Bu açıklamaya karşılık havuz medyası haberin başlığını nasıl verdi biliyor musunuz?

 

“Demirtaş 'bırak' diyemedi, 'dur' dedi”

 

Buna da ancak pes denir doğrusu.

 

Demirtaşın bu açıklamasına da bu şekilde yaklaşım gösterenlerin barıştan, kardeşlikten, barış çağrılarından ne anladıklarını onlara sormak gerekiyor.

 

Peki havuz medyasına bir soru da biz soralım.

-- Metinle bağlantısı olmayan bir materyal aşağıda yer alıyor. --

//! Total structural order on expressions.
//!
//! Independent of arena insertion order, so canonical forms built in two
//! different contexts (or two passes over one context) sort identically.

use crate::{Constant, Context, Expr, ExprId};
use std::cmp::Ordering;

pub fn compare_expr(context: &Context, a: ExprId, b: ExprId) -> Ordering {
    if a == b {
        return Ordering::Equal;
    }

    let expr_a = context.get(a);
    let expr_b = context.get(b);

    use Expr::*;

    // 1. Hierarchy Check
    let rank_a = get_rank(expr_a);
    let rank_b = get_rank(expr_b);
    if rank_a != rank_b {
        return rank_a.cmp(&rank_b);
    }

    // 2. Same Type Comparison
    match (expr_a, expr_b) {
        (Number(n1), Number(n2)) => n1.cmp(n2),
        (Constant(c1), Constant(c2)) => compare_constant(c1, c2),
        (Variable(v1), Variable(v2)) => v1.cmp(v2),
        (Function(n1, args1), Function(n2, args2)) => match n1.cmp(n2) {
            Ordering::Equal => compare_args(context, args1, args2),
            ord => ord,
        },
        (Pow(b1, e1), Pow(b2, e2)) => compare_binary(context, *b1, *e1, *b2, *e2),
        (Neg(e1), Neg(e2)) => compare_expr(context, *e1, *e2),
        (Add(l1, r1), Add(l2, r2))
        | (Sub(l1, r1), Sub(l2, r2))
        | (Mul(l1, r1), Mul(l2, r2))
        | (Div(l1, r1), Div(l2, r2)) => compare_binary(context, *l1, *r1, *l2, *r2),
        (Derivative { expr: e1, wrt: w1 }, Derivative { expr: e2, wrt: w2 }) => {
            match compare_expr(context, *e1, *e2) {
                Ordering::Equal => w1.cmp(w2),
                ord => ord,
            }
        }
        (
            Integral {
                integrand: i1,
                var: v1,
                bounds: b1,
            },
            Integral {
                integrand: i2,
                var: v2,
                bounds: b2,
            },
        ) => compare_expr(context, *i1, *i2)
            .then_with(|| v1.cmp(v2))
            .then_with(|| match (b1, b2) {
                (None, None) => Ordering::Equal,
                (None, Some(_)) => Ordering::Less,
                (Some(_), None) => Ordering::Greater,
                (Some((lo1, hi1)), Some((lo2, hi2))) => {
                    compare_binary(context, *lo1, *hi1, *lo2, *hi2)
                }
            }),
        _ => Ordering::Equal, // Should be unreachable if ranks are correct
    }
}

fn get_rank(expr: &Expr) -> u8 {
    use Expr::*;
    match expr {
        Number(_) => 0,
        Constant(_) => 1,
        Variable(_) => 2,
        Function(_, _) => 3,
        Derivative { .. } => 4,
        Integral { .. } => 5,
        Neg(_) => 6,
        Pow(_, _) => 7,
        Mul(_, _) => 8,
        Div(_, _) => 9,
        Add(_, _) => 10,
        Sub(_, _) => 11,
    }
}

fn compare_constant(c1: &Constant, c2: &Constant) -> Ordering {
    c1.cmp(c2)
}

fn compare_args(context: &Context, args1: &[ExprId], args2: &[ExprId]) -> Ordering {
    for (a1, a2) in args1.iter().zip(args2.iter()) {
        match compare_expr(context, *a1, *a2) {
            Ordering::Equal => continue,
            ord => return ord,
        }
    }
    args1.len().cmp(&args2.len())
}

fn compare_binary(context: &Context, l1: ExprId, r1: ExprId, l2: ExprId, r2: ExprId) -> Ordering {
    match compare_expr(context, l1, l2) {
        Ordering::Equal => compare_expr(context, r1, r2),
        ord => ord,
    }
}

Bu çağrıya karşılık operasyonların da durması gerektiği konusunda diğer liderlerden çıt çıkmamasını nasıl karşılıyorsunuz?

 

Her gün gelen şehit cenazeleri yüreğinizde bir yara açıyor mu?

 

Yoksa olaya manşet nasıl atılır şeklinde mi bir yaklaşımınız var.

 

Yüreği sızlayan, ülkenin bütünlüğünü ve huzurunu isteyen herkesin isteyeceği şey barış olmalı. Birilerine yağcılık yapılacak diye, ideolojik fikirler savunulacak diye insanların ölmelerini seyretmek vicdani bir yaklaşım mı?

 

Bize göre Selahattin Demirtaşın izlediği yol doğru yoldur. Bu yolda ilerlenmesi halinde insanlığa hizmet edildiğini düşünüyoruz. İnsanlığı kazanmak, insanları savunmak, oy hesabı yapmaktan çok daha önemli ve kutsal bir görevdir ve siyasetçilerin de derdi bu olmalıdır. Bir koltuk uğruna bu kadar insanın ölmesine neden olmaktansa koltuksuz kalmak daha doğru değil mi?

 

Zaten kendisi de bunu söylüyor diye bu kadar dışlanıyor olmasın?

 

 Keşke bütün siyasi parti liderlerimiz aynı dürüstlüklü halkın karşısına çıkma cesareti gösterse. Oy hesabı ve kaygısı düşünmeden!